Molecules and genes are just the beginning. To Drs. Lee and Ordog, spatial biology isn’t just about the relationship between cells in one modality, but in all the ways they can relate to one another — their genes, their proteins, the ways they contact one another, cells dividing in one region and dying in another. Dr. Ordog calls this “spatial multiomics,” combining different techniques in the same space.
“We want these to be more than the sum of their modalities,” says Dr. Ordog. “The goal is to bring all these elements — the study of genes, molecules, proteins, etc. — into all relevant tissues.”
The Power of Spatial Multiomics
Bringing together all these different scientific threads will help Mayo Clinic do something completely unprecedented: create a whole new kind of pathology.
“Spatial biology shortens the translational pipeline,” says Dr. Ordog. Rather than needing to start with preclinical models, doctors and researchers can now start primary discovery with a tissue biopsy or surgical materials directly from a patient. They are looking for the needle in the haystack that might lead to a new discovery or therapy.

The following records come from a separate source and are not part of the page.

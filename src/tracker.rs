// MIT License - Copyright (c) 2026 Peter Wright
// Zone state tracker and observer fan-out

use std::collections::HashMap;
use std::sync::Arc;

/// Last reported open/closed state per zone number.
///
/// A zone has no entry until the panel first reports it (or it is set by an
/// operator action).
#[derive(Debug, Clone, Default, PartialEq, Eq)]
pub struct ZoneTracker {
    zones: HashMap<u32, bool>,
}

impl ZoneTracker {
    pub fn new() -> Self {
        Self::default()
    }

    /// Tracked state of `zone`, `None` if never reported.
    pub fn get(&self, zone: u32) -> Option<bool> {
        self.zones.get(&zone).copied()
    }

    /// Record the state of `zone`, returning the previous value.
    pub fn set(&mut self, zone: u32, is_open: bool) -> Option<bool> {
        self.zones.insert(zone, is_open)
    }

    pub fn len(&self) -> usize {
        self.zones.len()
    }

    pub fn is_empty(&self) -> bool {
        self.zones.is_empty()
    }

    /// Snapshot of all tracked zones.
    pub fn snapshot(&self) -> HashMap<u32, bool> {
        self.zones.clone()
    }
}

/// Notified after every tracker update. Observers re-read the tracker
/// themselves; the notification carries no payload.
pub trait ZoneObserver: Send + Sync {
    fn zones_updated(&self, tracker: &ZoneTracker);
}

/// Tracker plus its registered observers.
#[derive(Default)]
pub struct ZoneSubject {
    tracker: ZoneTracker,
    observers: Vec<Arc<dyn ZoneObserver>>,
}

impl ZoneSubject {
    pub fn new() -> Self {
        Self::default()
    }

    pub fn tracker(&self) -> &ZoneTracker {
        &self.tracker
    }

    pub fn subscribe(&mut self, observer: Arc<dyn ZoneObserver>) {
        self.observers.push(observer);
    }

    pub fn observer_count(&self) -> usize {
        self.observers.len()
    }

    /// Update one zone and notify every observer once, in subscription order.
    pub fn update(&mut self, zone: u32, is_open: bool) {
        self.tracker.set(zone, is_open);
        self.notify_all();
    }

    pub fn notify_all(&self) {
        for observer in &self.observers {
            observer.zones_updated(&self.tracker);
        }
    }
}

#[cfg(test)]
mod tests {
    use super::*;
    use std::sync::Mutex;

    #[derive(Default)]
    struct Recorder {
        seen: Mutex<Vec<HashMap<u32, bool>>>,
    }

    impl ZoneObserver for Recorder {
        fn zones_updated(&self, tracker: &ZoneTracker) {
            self.seen.lock().unwrap().push(tracker.snapshot());
        }
    }

    #[test]
    fn test_tracker_set_get() {
        let mut tracker = ZoneTracker::new();
        assert!(tracker.is_empty());
        assert_eq!(tracker.get(2), None);
        assert_eq!(tracker.set(2, true), None);
        assert_eq!(tracker.set(2, false), Some(true));
        assert_eq!(tracker.get(2), Some(false));
        assert_eq!(tracker.len(), 1);
    }

    #[test]
    fn test_update_notifies_every_time() {
        let recorder = Arc::new(Recorder::default());
        let mut subject = ZoneSubject::new();
        subject.subscribe(recorder.clone());

        subject.update(2, true);
        subject.update(2, true);
        subject.update(3, false);

        let seen = recorder.seen.lock().unwrap();
        assert_eq!(seen.len(), 3);
        assert_eq!(seen[0], HashMap::from([(2, true)]));
        assert_eq!(seen[2], HashMap::from([(2, true), (3, false)]));
    }

    #[test]
    fn test_notify_without_observers() {
        let mut subject = ZoneSubject::new();
        subject.update(1, true);
        assert_eq!(subject.observer_count(), 0);
        assert_eq!(subject.tracker().get(1), Some(true));
    }
}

The bottom line is that we want to increase the amount of information gathered from the precious biopsy material taken from our patients.
— Tamas Ordog, M.D.
“That’s what modern biology has enabled. You can pick out your molecule of interest based on whatever you’re studying,” says Dr. Lee. “You can study diseased versus not-diseased tissues. Say you discover molecules in diseased state that aren’t in healthy tissues, that’s your target.” Then scientists can go back to the lab and examine what they’ve discovered in other models to look for treatment options, armed with the knowledge that what they have found is directly involved in a patient’s health.
From Lab to Clinic
Dr. Ordog envisions a “virtual patient vignette”: A patient comes in with a form of cancer that comes in multiple forms, each with different prognoses, signs of progression and immune cell profiles, and each responds to different therapies. In the past this would be a dizzying knot to untie, but with spatial multiomics, it becomes clearer. A biopsy taken from the patient is serially chopped into sections, each of which gets processed a different way. Then the data is put back together into a three-dimensional image.
Instead of trying different therapies to see what works, clinicians could use this approach to examine the tumor's cellular architecture and predict which treatment would be most effective, saving precious time in the fight against cancer.

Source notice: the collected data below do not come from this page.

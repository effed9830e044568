// MIT License - Copyright (c) 2026 Peter Wright
// Clock source for zone timestamps

use chrono::{DateTime, FixedOffset, Local};

/// Source of "now" for zone transition timestamps.
pub trait Clock: Send + Sync {
    fn now(&self) -> DateTime<FixedOffset>;
}

/// Wall clock in the host's local time zone.
#[derive(Debug, Clone, Copy, Default)]
pub struct SystemClock;

impl Clock for SystemClock {
    fn now(&self) -> DateTime<FixedOffset> {
        Local::now().fixed_offset()
    }
}

/// Clock pinned to one instant.
#[derive(Debug, Clone, Copy)]
pub struct FixedClock(pub DateTime<FixedOffset>);

impl Clock for FixedClock {
    fn now(&self) -> DateTime<FixedOffset> {
        self.0
    }
}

“The bottom line is that we want to increase the amount of information gathered from the precious biopsy material taken from our patients,” says Dr. Ordog. “Spatial biology can increase the understanding that comes out of the tissue exponentially.” That, in turn, can allow for in-depth machine learning and artificial intelligence analysis of patient data, which Dr. Ordog hopes to test sometime in the future.
All in all, Dr. Ordog, Dr. Lee and the entire team are hopeful their work will simplify the detective work that doctors and patients often experience when hunting for a diagnosis or treatment. Looking over a slide deck he uses to explain the technology, Dr. Ordog sounds a hopeful note.
“We can find the needle in the haystack without having to grind all the hay up.”